Everybody

Steve Burgh’s bass starts the album “Diamonds in the Rough” with a rising lead-in, and then its first song, “Everybody” comes to life as a toe-tapping 2-4 country jukebox tune.

David Bromberg, the great Chicago multi-instrumentalist, dances along the top with a clucking, snapping electric guitar accompaniment. His syncopation gives the recording a swing that I’m not sure you hear much in country music anymore. John Prine’s acoustic guitar provides the percussion — Burgh’s booming bassline frees John from his characteristic boom-chuck, allowing him to simply chuck with gusto.

The overall effect is what an African American roommate of mine lovingly called “chicken music.” You’d need a heart of stone to not love it.

The song tells the story of a sailor who happens along Jesus taking a stroll across the water. It turns out Jesus is troubled and lonesome, needs someone to talk to. The singer has troubles of his own, of course, and might have liked to talk about them too, but Jesus won’t shut up about his own problems long enough to do any listening. The singer just chalks it up as his good deed for the day.

In 2005, the lyrics are refreshingly blasphemous (as they probably were when they were written in 1972):

I bumped into the savior
And he said, “Pardon me”
I said “Jesus, you look tired”
He said, “Jesus, so do you”

A few years later, John would repeat the first joke more explicitly, in case we missed it:

Father, forgive us
For what we must do
You forgive us
We’ll forgive you

It’s a good joke — we pardon God. Maybe the Bible spends so much time teaching us to forgive because God knew there was gunna be a hell of a lot to forgive him for. The song doesn’t really tell us what’s troubling Jesus, but in the depths of the Vietnam War, it’s not hard to believe he’s feeling guilty.

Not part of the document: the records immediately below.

use std::{
    cell::RefCell,
    ops::ControlFlow,
    rc::Rc,
    time::{Duration, Instant},
};

use log::info;
use planedelta_core::{
    device::{Device, FRAMEBUFFER_BASE, FRAMEBUFFER_SPAN, Plane},
    geometry::{HEIGHT, ROW_STRIDE, VISIBLE_BYTES, WIDTH},
    player::Pacer,
};

const DISPLAY_BUFFER_SIZE: usize = WIDTH * HEIGHT;

/// Window colours for level indices 0..=3, lightest to darkest.
const PALETTE: [u32; 4] = [0xFFC7D3B5, 0xFF8D9A7E, 0xFF515C48, 0xFF1A2016];

/// LCD emulator: controller memory behind the register interface, shown in a `minifb` window.
pub struct MinifbLcd {
    selected: Option<Plane>,
    // Emulated controller memory, one bank per plane
    memory: Box<[[u8; FRAMEBUFFER_SPAN]; 2]>,
    // Actual display buffer
    display_buffer: Box<[u32; DISPLAY_BUFFER_SIZE]>,
    window: minifb::Window,
    writes: usize,
}

impl MinifbLcd {
    pub fn new(scale: minifb::Scale) -> Self {
        let options = minifb::WindowOptions {
            borderless: false,
            title: true,
            resize: false,
            scale,
            ..minifb::WindowOptions::default()
        };
        let mut window = minifb::Window::new("planedelta", WIDTH, HEIGHT, options)
            .unwrap_or_else(|e| {
                panic!("Unable to open window: {}", e);
            });
        // Pacing is done by the player.
        window.set_target_fps(0);

        let mut ret = Self {
            selected: None,
            memory: Box::new([[0; FRAMEBUFFER_SPAN]; 2]),
            display_buffer: Box::new([0; DISPLAY_BUFFER_SIZE]),
            window,
            writes: 0,
        };
        ret.display_buffer.fill(PALETTE[0]);
        ret
    }

    pub fn is_open(&self) -> bool {
        self.window.is_open() && !self.window.is_key_down(minifb::Key::Escape)
    }

    pub fn present(&mut self) {
        if let Err(e) = self
            .window
            .update_with_buffer(&*self.display_buffer, WIDTH, HEIGHT)
        {
            log::warn!("window update failed: {e}");
        }
    }

    pub fn writes(&self) -> usize {
        self.writes
    }

    /// Redraw the eight pixels behind one controller byte.
    fn refresh(&mut self, offset: usize) {
        let (row, column) = (offset / ROW_STRIDE, offset % ROW_STRIDE);
        if row >= HEIGHT || column >= VISIBLE_BYTES {
            return;
        }
        let low = self.memory[Plane::Bit0 as usize][offset];
        let high = self.memory[Plane::Bit4 as usize][offset];
        for bit in 0..8 {
            let level = ((high >> (7 - bit)) & 1) << 1 | ((low >> (7 - bit)) & 1);
            self.display_buffer[row * WIDTH + column * 8 + bit] = PALETTE[level as usize];
        }
    }
}

impl Device for MinifbLcd {
    fn select_plane(&mut self, plane: Plane) {
        // A new pass starts: show what the previous one drew.
        if self.selected.is_some() {
            self.present();
        }
        self.selected = Some(plane);
    }

    fn write(&mut self, address: u16, value: u8) {
        let Some(plane) = self.selected else {
            log::warn!("write to {address:#06x} before plane select");
            return;
        };
        let Some(offset) = address.checked_sub(FRAMEBUFFER_BASE) else {
            log::warn!("write to {address:#06x} outside the framebuffer");
            return;
        };
        let offset = offset as usize;
        self.memory[plane as usize][offset] = value;
        self.writes += 1;
        self.refresh(offset);
    }
}

/// Handle shared by the player's device and pacer roles.
#[derive(Clone)]
pub struct SharedLcd(pub Rc<RefCell<MinifbLcd>>);

impl SharedLcd {
    pub fn new(lcd: MinifbLcd) -> Self {
        Self(Rc::new(RefCell::new(lcd)))
    }
}

impl Device for SharedLcd {
    fn select_plane(&mut self, plane: Plane) {
        self.0.borrow_mut().select_plane(plane)
    }

    fn write(&mut self, address: u16, value: u8) {
        self.0.borrow_mut().write(address, value)
    }
}

/// Holds each frame on screen for its delay while keeping the window responsive.
/// Closing the window or pressing Escape stops playback.
pub struct WindowPacer {
    lcd: SharedLcd,
}

impl WindowPacer {
    pub fn new(lcd: SharedLcd) -> Self {
        Self { lcd }
    }
}

const POLL: Duration = Duration::from_millis(10);

impl Pacer for WindowPacer {
    fn wait(&mut self, delay: Duration) -> ControlFlow<()> {
        let deadline = Instant::now() + delay;
        let mut lcd = self.lcd.0.borrow_mut();
        lcd.present();
        loop {
            if !lcd.is_open() {
                info!("window closed");
                return ControlFlow::Break(());
            }
            let now = Instant::now();
            if now >= deadline {
                return ControlFlow::Continue(());
            }
            std::thread::sleep(POLL.min(deadline - now));
            lcd.window.update();
        }
    }
}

This kind of “high concept” for a song wasn’t so unusual in country music in those days — “Everybody” is a novelty song like “Drop Kick Me Jesus Through the Goal Posts of Life.” But John Prine’s approach is so sympathetic to the situation of the song that it comes off less as a joke than as a parable. You think about it when you’re done laughing.

Humor is a funny thing. It can release a songwriter or arranger from the rules of the game in ways that mimic — or explain — real artistic innovation. I’m thinking especially of Spike Jones and Frank Zappa, who would be more widely thought of as surrealists if they weren’t so widely thought of as silly. There might be a little of this in “Everybody.” It’s a novelty song, but it has a seriousness, maybe, that invites you to listen closely without listening literally. In this sense, it gently prepares you for the flashes of modernist poetry that you’ll hear in the rest of the album.

(This is part of my song-by-song series on John Prine’s second album, Diamonds in the Rough: Everybody  *  The Torch Singer  *  Souvenirs  *  The Late John Garfield Blues  *  Sour Grapes * Billy The Bum  *  The Frying Pan  *  Yes I Guess They Oughta Name a Drink After You  *  Take the Star Out of the Window  *  The Great Compromise  *  Clocks and Spoons  *  Rocky Mountain Time  *  Diamonds in the Rough)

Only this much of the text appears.